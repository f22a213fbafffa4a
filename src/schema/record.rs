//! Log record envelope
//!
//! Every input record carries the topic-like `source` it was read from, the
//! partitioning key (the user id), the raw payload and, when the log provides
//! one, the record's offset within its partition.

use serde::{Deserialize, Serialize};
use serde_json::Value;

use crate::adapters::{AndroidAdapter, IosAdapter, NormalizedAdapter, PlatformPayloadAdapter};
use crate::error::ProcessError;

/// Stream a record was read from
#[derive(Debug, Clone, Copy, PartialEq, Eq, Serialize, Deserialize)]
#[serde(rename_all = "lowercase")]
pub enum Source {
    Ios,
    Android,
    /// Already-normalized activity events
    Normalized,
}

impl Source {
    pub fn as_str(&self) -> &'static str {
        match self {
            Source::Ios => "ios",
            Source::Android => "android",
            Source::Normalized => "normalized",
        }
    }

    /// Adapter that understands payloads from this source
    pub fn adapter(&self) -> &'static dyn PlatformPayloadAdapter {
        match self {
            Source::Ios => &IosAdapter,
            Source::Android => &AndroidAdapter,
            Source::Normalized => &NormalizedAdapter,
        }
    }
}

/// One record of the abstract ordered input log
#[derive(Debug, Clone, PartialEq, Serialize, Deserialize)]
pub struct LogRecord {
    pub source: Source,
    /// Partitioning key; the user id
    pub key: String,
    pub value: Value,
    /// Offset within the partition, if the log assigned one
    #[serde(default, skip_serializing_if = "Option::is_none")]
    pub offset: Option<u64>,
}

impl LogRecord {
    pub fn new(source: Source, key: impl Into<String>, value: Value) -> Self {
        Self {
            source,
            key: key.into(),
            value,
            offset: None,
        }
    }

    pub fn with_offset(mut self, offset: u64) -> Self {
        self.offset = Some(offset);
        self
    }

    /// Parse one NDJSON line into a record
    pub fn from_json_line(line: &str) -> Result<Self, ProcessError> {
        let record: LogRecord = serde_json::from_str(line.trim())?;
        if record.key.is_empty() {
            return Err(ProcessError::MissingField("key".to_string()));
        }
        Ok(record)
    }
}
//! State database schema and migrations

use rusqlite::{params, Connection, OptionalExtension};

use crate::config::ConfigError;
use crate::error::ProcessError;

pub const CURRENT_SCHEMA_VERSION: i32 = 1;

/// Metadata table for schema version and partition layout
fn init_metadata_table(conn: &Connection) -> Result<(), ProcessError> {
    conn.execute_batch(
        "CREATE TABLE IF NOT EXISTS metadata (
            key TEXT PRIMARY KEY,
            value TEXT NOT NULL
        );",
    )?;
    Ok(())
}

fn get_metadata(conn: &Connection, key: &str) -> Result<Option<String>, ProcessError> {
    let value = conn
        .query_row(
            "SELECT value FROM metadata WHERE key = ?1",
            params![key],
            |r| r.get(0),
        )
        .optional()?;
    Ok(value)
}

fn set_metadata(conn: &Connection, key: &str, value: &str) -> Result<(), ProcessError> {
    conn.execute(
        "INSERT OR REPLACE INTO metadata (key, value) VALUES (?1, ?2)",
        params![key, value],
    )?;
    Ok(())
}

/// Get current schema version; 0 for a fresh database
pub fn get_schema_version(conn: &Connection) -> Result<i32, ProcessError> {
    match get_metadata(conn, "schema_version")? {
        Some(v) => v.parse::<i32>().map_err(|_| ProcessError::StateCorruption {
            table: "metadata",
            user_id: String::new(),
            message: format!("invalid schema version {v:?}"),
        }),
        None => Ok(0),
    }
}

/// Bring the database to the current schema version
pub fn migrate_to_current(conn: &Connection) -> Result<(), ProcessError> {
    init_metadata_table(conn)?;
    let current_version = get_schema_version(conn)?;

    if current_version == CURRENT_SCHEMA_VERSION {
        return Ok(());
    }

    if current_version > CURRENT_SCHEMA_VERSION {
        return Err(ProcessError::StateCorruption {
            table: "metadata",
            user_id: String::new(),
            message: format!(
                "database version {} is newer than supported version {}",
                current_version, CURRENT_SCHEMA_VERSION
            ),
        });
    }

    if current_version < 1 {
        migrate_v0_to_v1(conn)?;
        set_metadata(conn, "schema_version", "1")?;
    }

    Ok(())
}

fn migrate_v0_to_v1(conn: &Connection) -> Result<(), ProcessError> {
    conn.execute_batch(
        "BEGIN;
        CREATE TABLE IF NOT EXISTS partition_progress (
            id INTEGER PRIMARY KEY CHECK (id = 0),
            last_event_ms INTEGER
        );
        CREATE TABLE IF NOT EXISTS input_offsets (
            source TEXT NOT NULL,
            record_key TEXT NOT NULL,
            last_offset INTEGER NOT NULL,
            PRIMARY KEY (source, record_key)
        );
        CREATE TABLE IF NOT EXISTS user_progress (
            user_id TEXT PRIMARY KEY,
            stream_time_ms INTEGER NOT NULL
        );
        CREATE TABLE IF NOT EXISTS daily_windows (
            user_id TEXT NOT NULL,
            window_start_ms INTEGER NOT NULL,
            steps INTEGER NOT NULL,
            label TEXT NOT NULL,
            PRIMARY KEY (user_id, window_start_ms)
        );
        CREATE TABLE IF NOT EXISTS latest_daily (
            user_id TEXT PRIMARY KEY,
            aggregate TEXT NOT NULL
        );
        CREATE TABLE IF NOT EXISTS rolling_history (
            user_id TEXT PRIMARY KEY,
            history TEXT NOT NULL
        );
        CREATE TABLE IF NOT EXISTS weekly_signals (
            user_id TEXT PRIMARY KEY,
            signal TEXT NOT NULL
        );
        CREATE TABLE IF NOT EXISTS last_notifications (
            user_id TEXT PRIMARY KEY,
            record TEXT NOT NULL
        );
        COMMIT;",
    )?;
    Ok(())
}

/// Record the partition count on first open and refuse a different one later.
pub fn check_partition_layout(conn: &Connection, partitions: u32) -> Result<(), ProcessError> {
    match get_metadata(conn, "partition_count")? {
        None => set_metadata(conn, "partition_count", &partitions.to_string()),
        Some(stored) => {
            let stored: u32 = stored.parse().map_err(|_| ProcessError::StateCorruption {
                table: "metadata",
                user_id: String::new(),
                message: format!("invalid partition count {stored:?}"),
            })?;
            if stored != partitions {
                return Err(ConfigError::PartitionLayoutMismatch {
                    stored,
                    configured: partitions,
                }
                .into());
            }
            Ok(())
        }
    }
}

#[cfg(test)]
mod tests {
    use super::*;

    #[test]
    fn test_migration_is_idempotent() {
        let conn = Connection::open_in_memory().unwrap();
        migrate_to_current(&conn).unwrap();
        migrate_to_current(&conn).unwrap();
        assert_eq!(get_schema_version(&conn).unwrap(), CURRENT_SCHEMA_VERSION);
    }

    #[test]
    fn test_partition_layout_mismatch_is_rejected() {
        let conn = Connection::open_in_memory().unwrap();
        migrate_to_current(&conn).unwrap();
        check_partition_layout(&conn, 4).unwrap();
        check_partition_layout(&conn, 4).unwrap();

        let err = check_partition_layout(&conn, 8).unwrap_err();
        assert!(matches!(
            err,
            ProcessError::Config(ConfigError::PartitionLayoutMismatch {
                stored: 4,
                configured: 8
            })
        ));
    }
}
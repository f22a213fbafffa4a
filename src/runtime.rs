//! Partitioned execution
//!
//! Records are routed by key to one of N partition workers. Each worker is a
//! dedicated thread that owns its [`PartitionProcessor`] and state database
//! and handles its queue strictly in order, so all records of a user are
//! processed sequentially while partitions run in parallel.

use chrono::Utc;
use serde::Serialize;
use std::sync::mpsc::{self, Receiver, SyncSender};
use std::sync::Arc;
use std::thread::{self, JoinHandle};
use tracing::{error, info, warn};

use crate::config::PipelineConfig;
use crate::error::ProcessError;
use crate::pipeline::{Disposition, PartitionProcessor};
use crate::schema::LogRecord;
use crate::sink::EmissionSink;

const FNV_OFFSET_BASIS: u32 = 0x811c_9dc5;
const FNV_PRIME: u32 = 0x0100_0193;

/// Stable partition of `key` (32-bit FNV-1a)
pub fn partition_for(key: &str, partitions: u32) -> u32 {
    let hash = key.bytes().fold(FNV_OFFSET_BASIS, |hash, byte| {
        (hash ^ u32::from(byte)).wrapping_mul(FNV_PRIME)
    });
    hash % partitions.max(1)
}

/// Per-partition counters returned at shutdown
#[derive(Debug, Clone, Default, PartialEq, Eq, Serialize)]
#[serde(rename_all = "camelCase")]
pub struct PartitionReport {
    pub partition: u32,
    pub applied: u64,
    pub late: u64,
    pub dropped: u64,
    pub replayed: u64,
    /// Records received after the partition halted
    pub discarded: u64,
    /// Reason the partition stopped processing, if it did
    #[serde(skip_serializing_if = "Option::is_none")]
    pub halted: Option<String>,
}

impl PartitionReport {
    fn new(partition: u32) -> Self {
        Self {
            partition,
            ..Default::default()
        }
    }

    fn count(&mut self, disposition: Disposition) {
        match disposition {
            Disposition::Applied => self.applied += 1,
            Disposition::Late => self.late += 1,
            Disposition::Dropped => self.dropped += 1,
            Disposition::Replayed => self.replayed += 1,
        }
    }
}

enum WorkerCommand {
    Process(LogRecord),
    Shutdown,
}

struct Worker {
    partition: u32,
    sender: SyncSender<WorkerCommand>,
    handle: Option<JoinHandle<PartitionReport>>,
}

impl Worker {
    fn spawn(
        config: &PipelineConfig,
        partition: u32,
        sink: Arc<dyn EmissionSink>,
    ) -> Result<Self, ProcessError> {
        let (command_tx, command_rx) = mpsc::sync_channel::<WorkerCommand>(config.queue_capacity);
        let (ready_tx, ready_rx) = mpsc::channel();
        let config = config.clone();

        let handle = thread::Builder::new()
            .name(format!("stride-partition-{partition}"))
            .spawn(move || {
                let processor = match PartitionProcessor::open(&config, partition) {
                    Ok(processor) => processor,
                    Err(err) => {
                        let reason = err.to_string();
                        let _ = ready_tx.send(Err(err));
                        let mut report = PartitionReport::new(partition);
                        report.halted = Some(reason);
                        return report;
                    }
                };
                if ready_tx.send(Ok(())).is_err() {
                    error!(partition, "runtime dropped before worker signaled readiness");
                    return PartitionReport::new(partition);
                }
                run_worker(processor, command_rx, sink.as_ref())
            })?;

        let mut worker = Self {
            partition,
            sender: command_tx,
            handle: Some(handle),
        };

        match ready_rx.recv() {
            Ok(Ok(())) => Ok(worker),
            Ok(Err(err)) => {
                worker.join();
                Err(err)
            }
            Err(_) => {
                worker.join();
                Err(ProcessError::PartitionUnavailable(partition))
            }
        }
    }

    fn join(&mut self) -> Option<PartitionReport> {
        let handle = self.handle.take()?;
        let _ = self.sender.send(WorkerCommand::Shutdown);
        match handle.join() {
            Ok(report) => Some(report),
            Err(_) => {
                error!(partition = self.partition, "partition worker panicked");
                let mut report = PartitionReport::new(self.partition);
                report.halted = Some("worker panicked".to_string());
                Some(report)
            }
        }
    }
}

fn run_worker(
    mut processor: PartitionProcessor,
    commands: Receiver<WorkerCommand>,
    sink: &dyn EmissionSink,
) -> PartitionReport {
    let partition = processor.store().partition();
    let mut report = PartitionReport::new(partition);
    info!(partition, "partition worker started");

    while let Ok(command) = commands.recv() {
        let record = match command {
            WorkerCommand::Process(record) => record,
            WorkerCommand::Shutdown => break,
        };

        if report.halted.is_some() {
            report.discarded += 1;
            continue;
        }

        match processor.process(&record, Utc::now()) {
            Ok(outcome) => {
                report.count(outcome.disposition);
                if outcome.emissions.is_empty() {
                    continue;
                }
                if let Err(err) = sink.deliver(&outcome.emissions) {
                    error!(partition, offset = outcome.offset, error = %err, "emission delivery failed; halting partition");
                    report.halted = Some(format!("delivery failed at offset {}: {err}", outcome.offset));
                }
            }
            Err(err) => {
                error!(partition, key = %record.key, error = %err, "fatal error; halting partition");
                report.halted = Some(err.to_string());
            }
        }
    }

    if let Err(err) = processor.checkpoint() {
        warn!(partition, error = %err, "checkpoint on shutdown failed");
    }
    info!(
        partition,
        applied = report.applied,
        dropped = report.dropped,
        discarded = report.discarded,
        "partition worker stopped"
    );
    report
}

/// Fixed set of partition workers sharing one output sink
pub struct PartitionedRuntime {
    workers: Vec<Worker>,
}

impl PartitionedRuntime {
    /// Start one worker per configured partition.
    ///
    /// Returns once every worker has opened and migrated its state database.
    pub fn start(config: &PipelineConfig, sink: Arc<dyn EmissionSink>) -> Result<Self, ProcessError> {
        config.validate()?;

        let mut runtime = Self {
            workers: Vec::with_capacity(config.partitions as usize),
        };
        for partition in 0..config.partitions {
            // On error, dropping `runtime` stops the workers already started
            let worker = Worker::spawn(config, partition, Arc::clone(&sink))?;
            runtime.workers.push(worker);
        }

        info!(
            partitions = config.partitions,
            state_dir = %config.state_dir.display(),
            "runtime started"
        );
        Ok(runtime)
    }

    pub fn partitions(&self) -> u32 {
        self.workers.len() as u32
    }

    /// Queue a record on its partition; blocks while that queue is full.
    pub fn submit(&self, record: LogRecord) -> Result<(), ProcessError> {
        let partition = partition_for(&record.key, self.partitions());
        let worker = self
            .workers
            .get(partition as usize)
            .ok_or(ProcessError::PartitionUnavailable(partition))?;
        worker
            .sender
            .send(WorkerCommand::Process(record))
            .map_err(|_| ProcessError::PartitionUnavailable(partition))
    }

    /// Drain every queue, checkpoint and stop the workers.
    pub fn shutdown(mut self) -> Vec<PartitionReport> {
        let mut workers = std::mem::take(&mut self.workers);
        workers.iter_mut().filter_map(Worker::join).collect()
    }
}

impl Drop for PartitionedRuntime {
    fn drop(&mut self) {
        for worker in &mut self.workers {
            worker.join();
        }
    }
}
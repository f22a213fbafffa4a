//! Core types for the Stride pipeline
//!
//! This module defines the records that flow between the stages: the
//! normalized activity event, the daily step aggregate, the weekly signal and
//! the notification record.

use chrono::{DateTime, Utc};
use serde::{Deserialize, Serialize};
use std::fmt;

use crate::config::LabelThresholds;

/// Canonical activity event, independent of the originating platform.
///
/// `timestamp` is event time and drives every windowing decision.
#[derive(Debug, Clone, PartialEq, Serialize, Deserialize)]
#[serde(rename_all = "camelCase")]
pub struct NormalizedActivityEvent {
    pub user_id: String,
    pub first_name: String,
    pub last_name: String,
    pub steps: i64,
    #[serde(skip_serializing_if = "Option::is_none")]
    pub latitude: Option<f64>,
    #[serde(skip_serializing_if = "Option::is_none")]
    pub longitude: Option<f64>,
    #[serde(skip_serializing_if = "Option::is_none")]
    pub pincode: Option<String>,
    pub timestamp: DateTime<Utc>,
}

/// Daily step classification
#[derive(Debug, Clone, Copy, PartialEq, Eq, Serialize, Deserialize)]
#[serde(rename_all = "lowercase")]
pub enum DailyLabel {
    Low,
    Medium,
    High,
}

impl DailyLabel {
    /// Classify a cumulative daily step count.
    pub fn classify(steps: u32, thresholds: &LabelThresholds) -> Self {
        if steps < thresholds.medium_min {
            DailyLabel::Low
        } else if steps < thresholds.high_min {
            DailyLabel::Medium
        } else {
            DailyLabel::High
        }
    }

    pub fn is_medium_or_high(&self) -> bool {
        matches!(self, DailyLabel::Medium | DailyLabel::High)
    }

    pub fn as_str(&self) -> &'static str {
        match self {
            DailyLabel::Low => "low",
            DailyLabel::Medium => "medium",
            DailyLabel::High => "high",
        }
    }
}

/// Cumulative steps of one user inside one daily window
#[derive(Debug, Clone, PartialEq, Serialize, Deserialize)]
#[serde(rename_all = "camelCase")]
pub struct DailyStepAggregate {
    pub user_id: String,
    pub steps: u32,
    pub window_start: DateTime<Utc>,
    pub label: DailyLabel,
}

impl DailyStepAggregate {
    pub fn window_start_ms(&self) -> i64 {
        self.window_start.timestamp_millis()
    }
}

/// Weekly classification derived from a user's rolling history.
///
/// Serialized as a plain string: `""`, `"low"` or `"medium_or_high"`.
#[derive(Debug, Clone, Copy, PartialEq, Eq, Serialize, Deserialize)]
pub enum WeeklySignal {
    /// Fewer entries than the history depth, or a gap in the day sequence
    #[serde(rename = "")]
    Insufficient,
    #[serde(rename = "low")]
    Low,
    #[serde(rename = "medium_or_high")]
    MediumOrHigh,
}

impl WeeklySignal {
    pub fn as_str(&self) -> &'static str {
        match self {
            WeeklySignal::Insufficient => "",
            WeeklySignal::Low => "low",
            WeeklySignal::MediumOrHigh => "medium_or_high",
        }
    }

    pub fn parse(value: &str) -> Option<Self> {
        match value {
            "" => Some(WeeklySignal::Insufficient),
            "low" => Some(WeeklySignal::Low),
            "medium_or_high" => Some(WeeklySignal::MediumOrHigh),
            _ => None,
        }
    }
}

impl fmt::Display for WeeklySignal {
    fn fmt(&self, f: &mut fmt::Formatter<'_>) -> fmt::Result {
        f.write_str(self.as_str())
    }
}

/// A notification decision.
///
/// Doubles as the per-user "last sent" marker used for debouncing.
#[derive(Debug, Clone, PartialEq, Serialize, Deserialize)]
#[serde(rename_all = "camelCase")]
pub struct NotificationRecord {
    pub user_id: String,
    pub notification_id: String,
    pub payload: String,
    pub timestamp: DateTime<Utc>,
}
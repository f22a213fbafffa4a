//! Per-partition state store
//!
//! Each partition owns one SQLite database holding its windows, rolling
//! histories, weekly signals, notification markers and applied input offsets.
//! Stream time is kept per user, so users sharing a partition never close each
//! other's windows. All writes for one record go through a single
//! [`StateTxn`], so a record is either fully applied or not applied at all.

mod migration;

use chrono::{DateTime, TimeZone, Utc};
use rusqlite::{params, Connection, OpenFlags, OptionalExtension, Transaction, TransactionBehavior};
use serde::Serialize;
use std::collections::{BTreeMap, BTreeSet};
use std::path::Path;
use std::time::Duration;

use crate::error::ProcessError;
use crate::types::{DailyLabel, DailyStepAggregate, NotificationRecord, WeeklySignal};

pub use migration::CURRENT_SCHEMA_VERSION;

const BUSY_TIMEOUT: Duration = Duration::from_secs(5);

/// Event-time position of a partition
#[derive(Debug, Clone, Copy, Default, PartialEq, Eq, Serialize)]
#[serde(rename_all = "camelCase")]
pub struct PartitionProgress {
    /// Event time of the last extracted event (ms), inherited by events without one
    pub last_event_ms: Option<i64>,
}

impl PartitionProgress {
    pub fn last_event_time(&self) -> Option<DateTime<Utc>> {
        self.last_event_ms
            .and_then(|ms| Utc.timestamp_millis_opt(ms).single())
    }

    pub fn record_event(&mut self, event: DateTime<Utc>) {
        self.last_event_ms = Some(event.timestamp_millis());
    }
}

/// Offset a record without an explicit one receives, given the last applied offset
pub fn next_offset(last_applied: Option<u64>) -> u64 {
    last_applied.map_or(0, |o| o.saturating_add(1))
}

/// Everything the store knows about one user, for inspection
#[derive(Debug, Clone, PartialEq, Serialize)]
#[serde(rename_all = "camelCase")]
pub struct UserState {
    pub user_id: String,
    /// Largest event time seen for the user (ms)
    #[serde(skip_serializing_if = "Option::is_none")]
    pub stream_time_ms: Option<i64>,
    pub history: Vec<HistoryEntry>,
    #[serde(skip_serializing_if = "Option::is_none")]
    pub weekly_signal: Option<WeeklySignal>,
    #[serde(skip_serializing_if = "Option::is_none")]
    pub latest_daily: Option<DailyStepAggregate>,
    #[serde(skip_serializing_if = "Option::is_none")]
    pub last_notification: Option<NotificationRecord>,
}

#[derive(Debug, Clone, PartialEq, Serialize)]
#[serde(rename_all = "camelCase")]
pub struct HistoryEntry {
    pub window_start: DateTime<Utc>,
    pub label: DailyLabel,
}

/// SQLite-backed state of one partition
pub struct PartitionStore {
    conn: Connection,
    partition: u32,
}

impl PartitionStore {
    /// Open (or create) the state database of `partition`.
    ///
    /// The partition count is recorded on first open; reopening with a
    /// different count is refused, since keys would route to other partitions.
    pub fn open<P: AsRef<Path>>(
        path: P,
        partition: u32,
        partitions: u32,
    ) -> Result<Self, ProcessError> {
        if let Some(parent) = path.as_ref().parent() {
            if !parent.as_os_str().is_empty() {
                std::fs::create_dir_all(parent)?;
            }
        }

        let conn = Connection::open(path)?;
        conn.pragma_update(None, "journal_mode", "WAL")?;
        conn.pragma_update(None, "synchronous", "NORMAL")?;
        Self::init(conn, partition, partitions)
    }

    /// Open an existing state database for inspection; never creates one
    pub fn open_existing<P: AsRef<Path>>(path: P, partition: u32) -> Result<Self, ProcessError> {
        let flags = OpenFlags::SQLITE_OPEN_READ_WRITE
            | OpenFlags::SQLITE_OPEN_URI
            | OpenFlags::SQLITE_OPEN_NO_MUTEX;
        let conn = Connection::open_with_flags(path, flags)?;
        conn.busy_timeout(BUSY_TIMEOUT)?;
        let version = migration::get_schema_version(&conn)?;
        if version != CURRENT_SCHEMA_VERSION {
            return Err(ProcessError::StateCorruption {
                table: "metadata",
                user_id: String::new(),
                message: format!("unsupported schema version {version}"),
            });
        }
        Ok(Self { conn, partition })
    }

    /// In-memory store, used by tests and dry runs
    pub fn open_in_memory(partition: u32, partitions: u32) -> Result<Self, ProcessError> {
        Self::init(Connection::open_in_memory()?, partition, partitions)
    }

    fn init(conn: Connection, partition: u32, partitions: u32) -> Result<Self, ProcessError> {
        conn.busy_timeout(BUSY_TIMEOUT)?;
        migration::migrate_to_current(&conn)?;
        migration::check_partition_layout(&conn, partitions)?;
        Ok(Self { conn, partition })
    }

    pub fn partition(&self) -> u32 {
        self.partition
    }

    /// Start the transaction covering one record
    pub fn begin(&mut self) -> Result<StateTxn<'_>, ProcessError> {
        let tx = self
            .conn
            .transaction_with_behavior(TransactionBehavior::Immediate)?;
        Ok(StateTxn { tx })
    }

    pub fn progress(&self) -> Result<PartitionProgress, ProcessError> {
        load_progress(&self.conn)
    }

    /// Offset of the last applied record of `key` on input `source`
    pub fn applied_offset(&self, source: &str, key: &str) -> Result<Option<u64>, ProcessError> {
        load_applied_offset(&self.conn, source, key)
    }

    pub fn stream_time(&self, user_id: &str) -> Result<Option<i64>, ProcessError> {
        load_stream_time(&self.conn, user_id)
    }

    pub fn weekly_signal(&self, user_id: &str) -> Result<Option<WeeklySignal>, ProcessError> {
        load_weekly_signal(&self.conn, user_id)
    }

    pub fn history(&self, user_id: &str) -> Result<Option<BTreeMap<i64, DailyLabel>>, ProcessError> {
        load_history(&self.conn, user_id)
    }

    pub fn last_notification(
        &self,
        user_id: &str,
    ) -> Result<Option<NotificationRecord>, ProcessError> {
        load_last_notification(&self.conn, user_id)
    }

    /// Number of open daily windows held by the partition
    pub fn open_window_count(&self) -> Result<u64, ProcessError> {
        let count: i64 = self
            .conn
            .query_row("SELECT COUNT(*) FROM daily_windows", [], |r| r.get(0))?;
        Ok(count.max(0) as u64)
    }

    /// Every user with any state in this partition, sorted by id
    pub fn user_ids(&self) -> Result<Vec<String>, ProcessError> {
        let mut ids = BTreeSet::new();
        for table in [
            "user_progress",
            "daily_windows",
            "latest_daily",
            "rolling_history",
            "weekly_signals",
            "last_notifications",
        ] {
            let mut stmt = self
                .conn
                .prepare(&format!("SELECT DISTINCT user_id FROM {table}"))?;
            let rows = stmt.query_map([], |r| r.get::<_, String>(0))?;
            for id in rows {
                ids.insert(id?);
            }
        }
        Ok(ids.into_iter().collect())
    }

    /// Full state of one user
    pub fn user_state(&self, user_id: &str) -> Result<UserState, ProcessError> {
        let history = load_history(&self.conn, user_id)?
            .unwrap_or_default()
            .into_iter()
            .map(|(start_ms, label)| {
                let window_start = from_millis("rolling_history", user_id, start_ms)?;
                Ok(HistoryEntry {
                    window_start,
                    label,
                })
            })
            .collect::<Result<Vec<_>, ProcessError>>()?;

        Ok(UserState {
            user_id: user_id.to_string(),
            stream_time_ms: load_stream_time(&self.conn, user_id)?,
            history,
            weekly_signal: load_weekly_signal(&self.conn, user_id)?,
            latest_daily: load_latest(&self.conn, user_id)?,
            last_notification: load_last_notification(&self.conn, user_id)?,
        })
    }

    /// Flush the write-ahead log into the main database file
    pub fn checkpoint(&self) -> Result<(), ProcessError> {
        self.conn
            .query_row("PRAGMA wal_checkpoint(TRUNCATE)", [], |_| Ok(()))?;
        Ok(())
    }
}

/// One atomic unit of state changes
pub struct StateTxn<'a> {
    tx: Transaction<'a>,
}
.....
In the listing, find all lines with the string "mpsc" and copy them.

## Solution to this problem
use std::sync::mpsc::{self, Receiver, SyncSender};
        let (command_tx, command_rx) = mpsc::sync_channel::<WorkerCommand>(config.queue_capacity);
        let (ready_tx, ready_rx) = mpsc::channel();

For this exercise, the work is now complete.